= Beginning of Section =

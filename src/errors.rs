use axum::http::StatusCode;
use axum::response::{IntoResponse, Response};
use axum::Json;
use serde::Serialize;

use crate::db::StoreError;
use crate::queue::QueueError;

#[derive(Debug, thiserror::Error)]
pub enum AppError {
    #[error("Not found: {0}")]
    NotFound(String),

    #[error("Bad request: {0}")]
    BadRequest(String),

    #[error("Unauthorized")]
    Unauthorized,

    #[error("Queue unavailable: {0}")]
    Queue(#[from] QueueError),

    #[error(transparent)]
    Internal(#[from] anyhow::Error),
}

#[derive(Serialize)]
struct ErrorBody {
    success: bool,
    error: String,
}

impl IntoResponse for AppError {
    fn into_response(self) -> Response {
        let (status, message) = match &self {
            AppError::NotFound(msg) => (StatusCode::NOT_FOUND, msg.clone()),
            AppError::BadRequest(msg) => (StatusCode::BAD_REQUEST, msg.clone()),
            AppError::Unauthorized => (StatusCode::UNAUTHORIZED, "Unauthorized".into()),
            AppError::Queue(e) => {
                tracing::error!(error = %e, "Queue backend error");
                (StatusCode::SERVICE_UNAVAILABLE, "Queue unavailable".into())
            }
            AppError::Internal(e) => {
                tracing::error!("Internal error: {e:?}");
                (StatusCode::INTERNAL_SERVER_ERROR, "Internal server error".into())
            }
        };

        (
            status,
            Json(ErrorBody {
                success: false,
                error: message,
            }),
        )
            .into_response()
    }
}

impl From<StoreError> for AppError {
    fn from(e: StoreError) -> Self {
        AppError::Internal(e.into())
    }
}
use std::collections::{HashSet, VecDeque};
use std::hash::Hash;

/// Insertion-ordered set that forgets its oldest entries once it grows past `max`,
/// keeping the newest `keep`.
pub struct BoundedDedup<K> {
    order: VecDeque<K>,
    seen: HashSet<K>,
    max: usize,
    keep: usize,
}

impl<K: Eq + Hash + Clone> BoundedDedup<K> {
    pub fn new(max: usize, keep: usize) -> Self {
        Self {
            order: VecDeque::with_capacity(max + 1),
            seen: HashSet::with_capacity(max + 1),
            max,
            keep: keep.min(max),
        }
    }

    /// `true` the first time `key` is seen.
    pub fn insert(&mut self, key: K) -> bool {
        if !self.seen.insert(key.clone()) {
            return false;
        }
        self.order.push_back(key);

        if self.order.len() > self.max {
            while self.order.len() > self.keep {
                if let Some(old) = self.order.pop_front() {
                    self.seen.remove(&old);
                }
            }
        }
        true
    }

    pub fn contains(&self, key: &K) -> bool {
        self.seen.contains(key)
    }

    pub fn len(&self) -> usize {
        self.order.len()
    }

    pub fn is_empty(&self) -> bool {
        self.order.is_empty()
    }
}

impl<K: Eq + Hash + Clone> Default for BoundedDedup<K> {
    fn default() -> Self {
        Self::new(10_000, 5_000)
    }
}

#[cfg(test)]
mod tests {
    use super::*;

    #[test]
    fn test_duplicates_rejected() {
        let mut d = BoundedDedup::new(10, 5);
        assert!(d.insert(("tx", 1)));
        assert!(!d.insert(("tx", 1)));
        assert!(d.insert(("tx", 2)));
    }

    #[test]
    fn test_trims_to_newest_when_over_capacity() {
        let mut d = BoundedDedup::new(10, 5);
        for i in 0..10 {
            d.insert(i);
        }
        assert_eq!(d.len(), 10);

        d.insert(10);
        assert_eq!(d.len(), 5);
        assert!(!d.contains(&5));
        assert!(d.contains(&6));
        assert!(d.contains(&10));

        // forgotten keys are accepted again
        assert!(d.insert(0));
    }
}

= End of Section =

Instructions for the task: Line by line, reproduce the data above exactly.

Response to the exercise:
filename src/errors.rs
use axum::http::StatusCode;
use axum::response::{IntoResponse, Response};
use axum::Json;
use serde::Serialize;

use crate::db::StoreError;
use crate::queue::QueueError;

#[derive(Debug, thiserror::Error)]
pub enum AppError {
    #[error("Not found: {0}")]
    NotFound(String),

    #[error("Bad request: {0}")]
    BadRequest(String),

    #[error("Unauthorized")]
    Unauthorized,

    #[error("Queue unavailable: {0}")]
    Queue(#[from] QueueError),

    #[error(transparent)]
    Internal(#[from] anyhow::Error),
}

#[derive(Serialize)]
struct ErrorBody {
    success: bool,
    error: String,
}

impl IntoResponse for AppError {
    fn into_response(self) -> Response {
        let (status, message) = match &self {
            AppError::NotFound(msg) => (StatusCode::NOT_FOUND, msg.clone()),
            AppError::BadRequest(msg) => (StatusCode::BAD_REQUEST, msg.clone()),
            AppError::Unauthorized => (StatusCode::UNAUTHORIZED, "Unauthorized".into()),
            AppError::Queue(e) => {
                tracing::error!(error = %e, "Queue backend error");
                (StatusCode::SERVICE_UNAVAILABLE, "Queue unavailable".into())
            }
            AppError::Internal(e) => {
                tracing::error!("Internal error: {e:?}");
                (StatusCode::INTERNAL_SERVER_ERROR, "Internal server error".into())
            }
        };

        (
            status,
            Json(ErrorBody {
                success: false,
                error: message,
            }),
        )
            .into_response()
    }
}

impl From<StoreError> for AppError {
    fn from(e: StoreError) -> Self {
        AppError::Internal(e.into())
    }
}
use std::collections::{HashSet, VecDeque};
use std::hash::Hash;

/// Insertion-ordered set that forgets its oldest entries once it grows past `max`,
/// keeping the newest `keep`.
pub struct BoundedDedup<K> {
    order: VecDeque<K>,
    seen: HashSet<K>,
    max: usize,
    keep: usize,
}

impl<K: Eq + Hash + Clone> BoundedDedup<K> {
    pub fn new(max: usize, keep: usize) -> Self {
        Self {
            order: VecDeque::with_capacity(max + 1),
            seen: HashSet::with_capacity(max + 1),
            max,
            keep: keep.min(max),
        }
    }

    /// `true` the first time `key` is seen.
    pub fn insert(&mut self, key: K) -> bool {
        if !self.seen.insert(key.clone()) {
            return false;
        }
        self.order.push_back(key);

        if self.order.len() > self.max {
            while self.order.len() > self.keep {
                if let Some(old) = self.order.pop_front() {
                    self.seen.remove(&old);
                }
            }
        }
        true
    }

    pub fn contains(&self, key: &K) -> bool {
        self.seen.contains(key)
    }

    pub fn len(&self) -> usize {
        self.order.len()
    }

    pub fn is_empty(&self) -> bool {
        self.order.is_empty()
    }
}

impl<K: Eq + Hash + Clone> Default for BoundedDedup<K> {
    fn default() -> Self {
        Self::new(10_000, 5_000)
    }
}

#[cfg(test)]
mod tests {
    use super::*;

    #[test]
    fn test_duplicates_rejected() {
        let mut d = BoundedDedup::new(10, 5);
        assert!(d.insert(("tx", 1)));
        assert!(!d.insert(("tx", 1)));
        assert!(d.insert(("tx", 2)));
    }

    #[test]
    fn test_trims_to_newest_when_over_capacity() {
        let mut d = BoundedDedup::new(10, 5);
        for i in 0..10 {
            d.insert(i);
        }
        assert_eq!(d.len(), 10);

        d.insert(10);
        assert_eq!(d.len(), 5);
        assert!(!d.contains(&5));
        assert!(d.contains(&6));
        assert!(d.contains(&10));

        // forgotten keys are accepted again
        assert!(d.insert(0));
    }
}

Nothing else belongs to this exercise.